Translated from the German:
[This paragraph is the evidence for this being a Christian temple.]
The whole building was evacuated and the bare walls on which the firm smooth plaster still clung promised not to yield. Only when some of the newer walls were removed, we found remains of wall paintings. On the north wall of the east hall at X was recognized, however very indistinct, the figure of a horseman (the photograph was not able to reproduce it), over the right shoulder he bore a flagpole terminating in a cross. The assumption that this must be a Christian representation has been since severely shaken by the appearance of the same cross on a very badly damaged Manichaean painting, but has gained by the lack of white Manichean garments in the pictures again to likelihood.
[The description of the image shown above.]
In the middle of the upper part of the image shows the two front feet of a brown horse. Before the horse stands on the left side of the image a large male figure of unusual type. Surrounded by black curls, the head recalls late antique representations. His costume consists of a green robe reaching to the feet. Over this a broad, wrinkled, red outer garment is worn. Apparently, the painter, (as you can often observe), first envisioned the green robe, and only then put the outer garment over it: so that, as the colour of the red garment gradually crumbled, among this the green was able to emerge again. The inelegantly subscribed feet are covered with coarse black shoes. In his left hand he brandishes a golden (yellow) censer, the shape of this recurs nowhere in the wall paintings and miniatures. The smoke is represented by a briskly upwardly mobile, wavy line that dissolves up in spirals. In his right hand he carries a black, shell-like object that we may perhaps explain as a holy-water-vessel.
Of the three people in front of him, the first two are likely to be men, the third, on the right, however is a woman. All carry a leafy branch, the costume is strange and, if we exclude that of the woman, occurs again on none of our wall or silk paintings from Chotscho. It consists of a long, plain skirt, brown for the foremost man, for the second gray-blue, and seemingly is worn without a belt. Additionally, however - and this part of the costume is strange - hangs a collarless, long-sleeve jacket apparently, loosely thrown over the shoulders, down to his knees. It is blue gray for the first figure, brown in the second, both of which are fabrics with a red lining, which is visible on the large, triangular lapels of both coats. The first of the male figures wears a brown turban-like headdress on his head, his black hair is visible behind his left ear.

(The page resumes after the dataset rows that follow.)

//! Per-user session table
//!
//! Fixed array of 16 slots. A slot is claimed by a valid version handshake,
//! promoted by login, and reclaimed once its `last_pkt` is older than the
//! idle bound. Pending queries and routing state reference users by slot
//! index only.

use std::net::{Ipv4Addr, SocketAddr};
use std::time::{Duration, Instant};

use crate::dnscache::AnswerCache;
use crate::encoder::Encoder;
use crate::protocol::DOWNSTREAM_PING_HDR;
use crate::qmem::QueryMemory;
use crate::window::{WindowBuffer, DEFAULT_WINDOW_SIZE};

/// Session slots per server.
pub const MAX_USERS: usize = 16;

/// Slot index into the user table.
pub type UserId = u8;

/// Fragsize before the client probes for a better one.
const INITIAL_FRAGSIZE: u16 = 100;

/// Default per-query DNS timeout until a ping adjusts it.
const INITIAL_DNS_TIMEOUT: Duration = Duration::from_secs(5);

#[derive(Debug, Clone, Copy, PartialEq, Eq)]
pub enum SessionState {
    Free,
    Versioned,
    Authenticated,
}

#[derive(Debug, Clone, Copy, PartialEq, Eq)]
pub enum ConnType {
    None,
    DnsNull,
    RawUdp,
}

/// One tunnel client session.
#[derive(Debug)]
pub struct User {
    pub state: SessionState,
    pub conn: ConnType,
    pub authenticated_raw: bool,
    /// Source of the last accepted DNS query
    pub peer_addr: Option<SocketAddr>,
    /// Source of the peer on the raw-UDP transport
    pub raw_addr: Option<SocketAddr>,
    pub tun_ip: Ipv4Addr,
    pub seed: u32,
    pub upstream_encoder: Encoder,
    /// Downstream encoding letter: 'T','S','U','V','R'
    pub downenc: u8,
    pub downstream_bits: u32,
    pub down_compression: bool,
    pub lazy: bool,
    pub fragsize: u16,
    pub incoming: WindowBuffer,
    pub outgoing: WindowBuffer,
    /// Cumulative upstream ACK awaiting piggyback; -1 = none
    pub next_upstream_ack: i16,
    pub send_ping_next: bool,
    pub dns_timeout: Duration,
    pub last_pkt: Instant,
    pub qmem: QueryMemory,
    pub dnscache: AnswerCache,
    /// Rotating collision counter for hostname-encoded answers
    pub hostname_cmc: u16,
}

impl User {
    fn new(tun_ip: Ipv4Addr) -> Self {
        Self {
            state: SessionState::Free,
            conn: ConnType::None,
            authenticated_raw: false,
            peer_addr: None,
            raw_addr: None,
            tun_ip,
            seed: 0,
            upstream_encoder: Encoder::Base32,
            downenc: b'T',
            downstream_bits: 5,
            down_compression: false,
            lazy: true,
            fragsize: INITIAL_FRAGSIZE,
            incoming: WindowBuffer::new(DEFAULT_WINDOW_SIZE, 1),
            outgoing: WindowBuffer::new(DEFAULT_WINDOW_SIZE, 1),
            next_upstream_ack: -1,
            send_ping_next: false,
            dns_timeout: INITIAL_DNS_TIMEOUT,
            last_pkt: Instant::now(),
            qmem: QueryMemory::new(),
            dnscache: AnswerCache::new(),
            hostname_cmc: 0,
        }
    }

    /// Reinitialize the slot for a fresh handshake.
    pub fn begin_session(&mut self, seed: u32, downenc: u8, peer: SocketAddr, now: Instant) {
        self.state = SessionState::Versioned;
        self.conn = ConnType::None;
        self.authenticated_raw = false;
        self.peer_addr = Some(peer);
        self.raw_addr = None;
        self.seed = seed;
        self.upstream_encoder = Encoder::Base32;
        self.down_compression = false;
        self.lazy = true;
        self.fragsize = INITIAL_FRAGSIZE;
        self.incoming = WindowBuffer::new(DEFAULT_WINDOW_SIZE, 1);
        self.outgoing = WindowBuffer::new(DEFAULT_WINDOW_SIZE, 1);
        self.next_upstream_ack = -1;
        self.send_ping_next = false;
        self.dns_timeout = INITIAL_DNS_TIMEOUT;
        self.last_pkt = now;
        self.qmem.clear();
        self.dnscache.clear();
        self.hostname_cmc = 0;
        self.set_downenc(downenc);
    }

    pub fn release(&mut self) {
        self.state = SessionState::Free;
        self.conn = ConnType::None;
        self.authenticated_raw = false;
        self.peer_addr = None;
        self.raw_addr = None;
        self.qmem.clear();
        self.dnscache.clear();
    }

    pub fn is_active(&self) -> bool {
        self.state != SessionState::Free
    }

    /// Switch the downstream encoding letter and rederive the fragment
    /// split size from it.
    pub fn set_downenc(&mut self, downenc: u8) {
        self.downenc = downenc.to_ascii_uppercase();
        self.downstream_bits = match self.downenc {
            b'T' => 5,
            b'S' | b'U' => 6,
            b'V' => 7,
            _ => 8,
        };
        self.recompute_maxfraglen();
    }

    pub fn set_fragsize(&mut self, fragsize: u16) {
        self.fragsize = fragsize;
        self.recompute_maxfraglen();
    }

    fn recompute_maxfraglen(&mut self) {
        let raw = self.fragsize as usize * self.downstream_bits as usize / 8;
        self.outgoing.max_frag_len = raw.saturating_sub(DOWNSTREAM_PING_HDR).max(1);
    }

    /// Downstream content codec implied by the current downenc letter.
    pub fn downstream_encoder(&self) -> Encoder {
        Encoder::from_downenc(self.downenc).unwrap_or(Encoder::Raw)
    }
}

/// The slot array plus tunnel-subnet bookkeeping.
#[derive(Debug)]
pub struct UserTable {
    users: Vec<User>,
    server_ip: Ipv4Addr,
}

impl UserTable {
    /// Tunnel IPs are handed out sequentially after the server's own.
    pub fn new(server_ip: Ipv4Addr) -> Self {
        let base = u32::from(server_ip);
        let users = (0..MAX_USERS)
            .map(|i| User::new(Ipv4Addr::from(base + 1 + i as u32)))
            .collect();
        Self { users, server_ip }
    }

    pub fn server_ip(&self) -> Ipv4Addr {
        self.server_ip
    }

    pub fn get(&self, uid: UserId) -> Option<&User> {
        self.users.get(uid as usize)
    }

    pub fn get_mut(&mut self, uid: UserId) -> Option<&mut User> {
        self.users.get_mut(uid as usize)
    }

    pub fn iter(&self) -> impl Iterator<Item = (UserId, &User)> {
        self.users.iter().enumerate().map(|(i, u)| (i as UserId, u))
    }

    pub fn iter_mut(&mut self) -> impl Iterator<Item = (UserId, &mut User)> {
        self.users
            .iter_mut()
            .enumerate()
            .map(|(i, u)| (i as UserId, u))
    }

    /// Claim a slot for a fresh handshake: a free one, or the first whose
    /// owner has been silent past the idle bound.
    pub fn allocate(&mut self, now: Instant, idle_bound: Duration) -> Option<UserId> {
        for (uid, user) in self.users.iter_mut().enumerate() {
            if !user.is_active() {
                return Some(uid as UserId);
            }
            if now.duration_since(user.last_pkt) > idle_bound {
                log::info!("user {} idle, reclaiming slot", uid);
                user.release();
                return Some(uid as UserId);
            }
        }
        None
    }

    /// Sessions created (active slots).
    pub fn active_count(&self) -> usize {
        self.users.iter().filter(|u| u.is_active()).count()
    }

    /// Route lookup: which active user owns this tunnel IP?
    pub fn by_tun_ip(&self, ip: Ipv4Addr) -> Option<UserId> {
        self.users
            .iter()
            .position(|u| u.is_active() && u.tun_ip == ip)
            .map(|i| i as UserId)
    }

    /// Validate a uid-bearing command: slot in range, session live, and —
    /// when `check_ip` — the same source IP that did the handshake. Source
    /// ports are free to rotate across resolver pools.
    pub fn check_user_and_ip(&self, uid: UserId, src: SocketAddr, check_ip: bool) -> bool {
        let Some(user) = self.get(uid) else {
            return false;
        };
        if !user.is_active() {
            return false;
        }
        if check_ip {
            match user.peer_addr {
                Some(peer) => peer.ip() == src.ip(),
                None => false,
            }
        } else {
            true
        }
    }

    /// Free every session idle past `timeout`.
    pub fn reap_idle(&mut self, now: Instant, timeout: Duration) {
        for (uid, user) in self.users.iter_mut().enumerate() {
            if user.is_active() && now.duration_since(user.last_pkt) > timeout {
                log::info!("user {} timed out, clearing session", uid);
                user.release();
            }
        }
    }

    /// Most recent activity over all sessions, for server-wide idle stop.
    pub fn last_activity(&self) -> Option<Instant> {
        self.users
            .iter()
            .filter(|u| u.is_active())
            .map(|u| u.last_pkt)
            .max()
    }
}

The second male figure (the middle of the group), however, appears to have put on a great, frustoconical cap made of black fabric, on the feet they both wear brownish shoes.

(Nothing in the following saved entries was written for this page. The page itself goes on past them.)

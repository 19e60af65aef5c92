//! Sliding-window fragmentation layer
//!
//! One `WindowBuffer` per direction per user. Outgoing packets are split
//! into fragments of at most `max_frag_len` bytes and retransmitted until
//! cumulatively acknowledged; incoming fragments are reordered by an 8-bit
//! sequence number and reassembled once a contiguous start..end run sits at
//! the head of the window.
//!
//! Sequence arithmetic is mod 256 with a signed comparator centered on
//! `start_seq_id`; all of it goes through the helpers below.

use std::time::{Duration, Instant};

use crate::{Result, TunnelError};

/// Ring capacity per direction. Must cover the largest negotiable window.
pub const WINDOW_BUFFER_LEN: usize = 64;

/// Default in-flight window until the client negotiates its own.
pub const DEFAULT_WINDOW_SIZE: u8 = 8;

/// Fragments resent no sooner than this after their last transmission.
pub const RETRANSMIT_INTERVAL: Duration = Duration::from_millis(1000);

/// Wrapping distance from `b` to `a` on the 8-bit sequence circle.
pub fn seq_distance(a: u8, b: u8) -> u8 {
    a.wrapping_sub(b)
}

/// Signed "a is before b" on the circle, window centered on the caller's base.
pub fn seq_before(a: u8, b: u8) -> bool {
    (a.wrapping_sub(b) as i8) < 0
}

/// One unit of the sliding window.
#[derive(Debug, Clone)]
pub struct Fragment {
    pub seq_id: u8,
    pub data: Vec<u8>,
    pub start: bool,
    pub end: bool,
    pub compressed: bool,
    /// Piggybacked cumulative ACK for the opposite direction; -1 = none
    pub ack_other: i16,
    pub acked: bool,
    pub last_sent: Option<Instant>,
    pub retries: u16,
}

impl Fragment {
    pub fn new(seq_id: u8, data: Vec<u8>, start: bool, end: bool, compressed: bool) -> Self {
        Self {
            seq_id,
            data,
            start,
            end,
            compressed,
            ack_other: -1,
            acked: false,
            last_sent: None,
            retries: 0,
        }
    }
}

/// Bounded ring of fragments for one direction.
#[derive(Debug)]
pub struct WindowBuffer {
    frags: Vec<Option<Fragment>>,
    /// Oldest live sequence id; everything before it is done
    pub start_seq_id: u8,
    /// Next sequence id handed to an outgoing fragment
    next_seq_id: u8,
    /// Negotiated in-flight window
    window_size: u8,
    /// Outgoing split size; derived from the user's fragsize and downenc
    pub max_frag_len: usize,
    pub retransmit_interval: Duration,
}

impl WindowBuffer {
    pub fn new(window_size: u8, max_frag_len: usize) -> Self {
        Self::new_at(window_size, max_frag_len, 0)
    }

    /// A buffer whose sequence numbering begins at `start_seq`.
    pub fn new_at(window_size: u8, max_frag_len: usize, start_seq: u8) -> Self {
        Self {
            frags: vec![None; WINDOW_BUFFER_LEN],
            start_seq_id: start_seq,
            next_seq_id: start_seq,
            window_size: window_size.clamp(1, WINDOW_BUFFER_LEN as u8),
            max_frag_len: max_frag_len.max(1),
            retransmit_interval: RETRANSMIT_INTERVAL,
        }
    }

    pub fn window_size(&self) -> u8 {
        self.window_size
    }

    pub fn set_window_size(&mut self, size: u8) {
        self.window_size = size.clamp(1, WINDOW_BUFFER_LEN as u8);
    }

    /// Live fragments currently in the ring.
    pub fn len(&self) -> usize {
        self.frags.iter().filter(|f| f.is_some()).count()
    }

    pub fn is_empty(&self) -> bool {
        self.frags.iter().all(|f| f.is_none())
    }

    fn slot(&self, seq: u8) -> usize {
        seq as usize % self.frags.len()
    }

    fn offset(&self, seq: u8) -> usize {
        seq_distance(seq, self.start_seq_id) as usize
    }

    // --- outgoing side ---

    /// Split `data` into fragments and queue them. The first fragment gets
    /// `start`, the last `end`; sequence ids are assigned monotonically mod
    /// 256. Fails without queuing anything if the ring cannot take the
    /// whole packet.
    pub fn add_outgoing_data(&mut self, data: &[u8], compressed: bool) -> Result<usize> {
        let nfrags = data.len().div_ceil(self.max_frag_len).max(1);
        let used = self.offset(self.next_seq_id);
        if used + nfrags > self.frags.len() {
            return Err(TunnelError::WindowFull);
        }

        let chunks: Vec<&[u8]> = if data.is_empty() {
            vec![&[]]
        } else {
            data.chunks(self.max_frag_len).collect()
        };
        let last = chunks.len() - 1;
        for (i, chunk) in chunks.into_iter().enumerate() {
            let seq = self.next_seq_id;
            self.next_seq_id = self.next_seq_id.wrapping_add(1);
            let slot = self.slot(seq);
            self.frags[slot] = Some(Fragment::new(
                seq,
                chunk.to_vec(),
                i == 0,
                i == last,
                compressed,
            ));
        }
        Ok(nfrags)
    }

    /// The oldest fragment inside the send window that was never sent or
    /// whose last transmission is older than the retransmit interval.
    /// Piggybacks and consumes `next_upstream_ack`.
    pub fn next_sending_fragment(
        &mut self,
        now: Instant,
        next_upstream_ack: &mut i16,
    ) -> Option<&Fragment> {
        let window = self.window_size as usize;
        let mut found = None;
        for off in 0..window {
            let seq = self.start_seq_id.wrapping_add(off as u8);
            let slot = self.slot(seq);
            if let Some(frag) = &self.frags[slot] {
                if frag.acked {
                    continue;
                }
                let due = match frag.last_sent {
                    None => true,
                    Some(sent) => now.duration_since(sent) >= self.retransmit_interval,
                };
                if due {
                    found = Some(slot);
                    break;
                }
            }
        }

        let slot = found?;
        let frag = self.frags[slot].as_mut().expect("slot checked above");
        frag.ack_other = *next_upstream_ack;
        *next_upstream_ack = -1;
        if frag.last_sent.is_some() {
            frag.retries += 1;
        }
        frag.last_sent = Some(now);
        self.frags[slot].as_ref()
    }

    /// Fragments that would be returned by `next_sending_fragment` right now.
    pub fn sending_count(&self, now: Instant) -> usize {
        (0..self.window_size as usize)
            .filter_map(|off| {
                let seq = self.start_seq_id.wrapping_add(off as u8);
                self.frags[self.slot(seq)].as_ref()
            })
            .filter(|frag| {
                !frag.acked
                    && match frag.last_sent {
                        None => true,
                        Some(sent) => now.duration_since(sent) >= self.retransmit_interval,
                    }
            })
            .count()
    }

    /// Cumulative acknowledgement: everything up to and including `seq`
    /// (mod 256, inside the window) is done. Slides `start_seq_id` past the
    /// acked prefix and frees those slots.
    pub fn ack(&mut self, seq: u8) {
        let acked_off = self.offset(seq);
        if acked_off >= self.frags.len() {
            return; // stale or insane ack
        }

        for off in 0..=acked_off {
            let s = self.start_seq_id.wrapping_add(off as u8);
            let slot = self.slot(s);
            if let Some(frag) = self.frags[slot].as_mut() {
                frag.acked = true;
            }
        }

        while let Some(frag) = &self.frags[self.slot(self.start_seq_id)] {
            if !frag.acked {
                break;
            }
            let slot = self.slot(self.start_seq_id);
            self.frags[slot] = None;
            self.start_seq_id = self.start_seq_id.wrapping_add(1);
        }
    }

    // --- incoming side ---

    /// Insert a received fragment. Duplicates of already-consumed sequence
    /// ids are dropped but still acknowledged. Returns the highest
    /// contiguous sequence id accepted so far — the cumulative ACK to echo
    /// back on the next outgoing fragment.
    pub fn process_incoming_fragment(&mut self, frag: Fragment) -> u8 {
        let off = self.offset(frag.seq_id);
        if off < self.frags.len() {
            let slot = self.slot(frag.seq_id);
            if self.frags[slot].is_none() {
                self.frags[slot] = Some(frag);
            }
        } else {
            log::debug!(
                "fragment {} outside window at {}, re-acking",
                frag.seq_id,
                self.start_seq_id
            );
        }
        self.highest_contiguous()
    }

    fn highest_contiguous(&self) -> u8 {
        let mut last = self.start_seq_id.wrapping_sub(1);
        for off in 0..self.frags.len() {
            let seq = self.start_seq_id.wrapping_add(off as u8);
            if self.frags[self.slot(seq)].is_some() {
                last = seq;
            } else {
                break;
            }
        }
        last
    }

    /// If a contiguous `start=1 .. end=1` run sits at the head of the
    /// window, copy it out, clear the slots, and advance. Reports the
    /// run's `compressed` flag.
    pub fn reassemble(&mut self) -> Option<(Vec<u8>, bool)> {
        let head = self.frags[self.slot(self.start_seq_id)].as_ref()?;
        if !head.start {
            return None;
        }
        let compressed = head.compressed;

        let mut end_off = None;
        for off in 0..self.frags.len() {
            let seq = self.start_seq_id.wrapping_add(off as u8);
            match &self.frags[self.slot(seq)] {
                Some(frag) if frag.end => {
                    end_off = Some(off);
                    break;
                }
                Some(_) => continue,
                None => return None, // gap before the end fragment
            }
        }
        let end_off = end_off?;

        let mut data = Vec::new();
        for off in 0..=end_off {
            let seq = self.start_seq_id.wrapping_add(off as u8);
            let slot = self.slot(seq);
            let frag = self.frags[slot].take().expect("run verified contiguous");
            data.extend_from_slice(&frag.data);
        }
        self.start_seq_id = self.start_seq_id.wrapping_add(end_off as u8 + 1);
        Some((data, compressed))
    }
}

Finally, the right hand female figure is clothed in a short, long-sleeved, green jacket reaching only to the middle of the upper body and a very long, dress skirt covering the feet, a brown scarf or shawl apparently thrown over loosely the right half of the body from shoulder up to about half of the thigh, and the left shoulder to the chest.

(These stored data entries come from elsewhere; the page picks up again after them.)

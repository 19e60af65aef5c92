//! Server core and event loop
//!
//! `Server` owns the configuration, the user table, and the forwarder
//! state. Every handler is synchronous: it consumes one datagram or tun
//! frame and pushes the resulting datagrams/frames into an [`Output`]
//! queue, which the async loop drains onto the sockets. The loop itself is
//! a single task selecting over the DNS sockets, the tun bridge, the
//! forwarder socket, and a deadline derived from the query memory.

use log::{debug, info, warn};
use std::net::{IpAddr, SocketAddr};
use std::time::{Duration, Instant};
use tokio::net::UdpSocket;
use tokio::sync::mpsc;

use crate::compress;
use crate::config::ServerConfig;
use crate::dns_wire::{
    self, build_rcode_response, build_response, DnsQuery, QueryType, Rdata, RCODE_NXDOMAIN,
    RCODE_REFUSED,
};
use crate::encoder::Encoder;
use crate::forwarder::Forwarder;
use crate::protocol::{
    self, fragsize_probe_data, login_digest, raw_login_digest, raw_login_response_digest, Command,
    CommandError, DownstreamFrame, PingInfo, BADCODEC, BADFRAG, BADIP, BADLEN, DOWNCODEC_CHECK,
    ILLEGAL_ANSWER, LNAK, PROTOCOL_VERSION, VACK, VFUL, VNAK,
};
use crate::qmem::AppendResult;
use crate::raw_udp::{self, RawCommand};
use crate::tun::{self, TunChannel};
use crate::users::{ConnType, SessionState, UserId, UserTable, MAX_USERS};
use crate::window::{Fragment, WINDOW_BUFFER_LEN};
use crate::Result;

/// Ceiling on the loop deadline regardless of pending queries.
const MAX_QMEM_WAIT: Duration = Duration::from_secs(10);

/// Client-supplied DNS timeouts are clamped into this range.
const MIN_DNS_TIMEOUT: Duration = Duration::from_millis(100);
const MAX_DNS_TIMEOUT: Duration = Duration::from_secs(60);

/// Valid fragsize range for the `R`/`N` commands.
const FRAGSIZE_RANGE: std::ops::RangeInclusive<u16> = 2..=2047;

/// Side effects a handler wants performed, in order.
#[derive(Debug)]
pub enum Output {
    /// Datagram out one of the UDP sockets (DNS answer or raw frame)
    Net { datagram: Vec<u8>, dst: SocketAddr },
    /// IPv4 frame (with tun header) to the device
    Tun { frame: Vec<u8> },
    /// Foreign query relayed verbatim to the local resolver
    Forward { datagram: Vec<u8> },
}

/// The tunnel engine: all session state behind the sockets.
pub struct Server {
    config: ServerConfig,
    users: UserTable,
    forwarder: Forwarder,
    /// Hostname-answer collision counter for replies without a session
    cmc: u16,
}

The thick black hair is placed on the apex of a spherical structure, and appears to form a strong bulge in the neck. The hairstyle and a similar costume occurs once before (on Plate 44).
Since the Manichean clergy at ritual activities most certainly always served in white Manichaean vestments, it is likely that we have here a representation of a Christian church before us. Unfortunately, we lack in this case the invaluable assistance that the manuscripts found in other places give us: the ruin has not yielded a unique marking on their walls and not a single manuscript from their little debris.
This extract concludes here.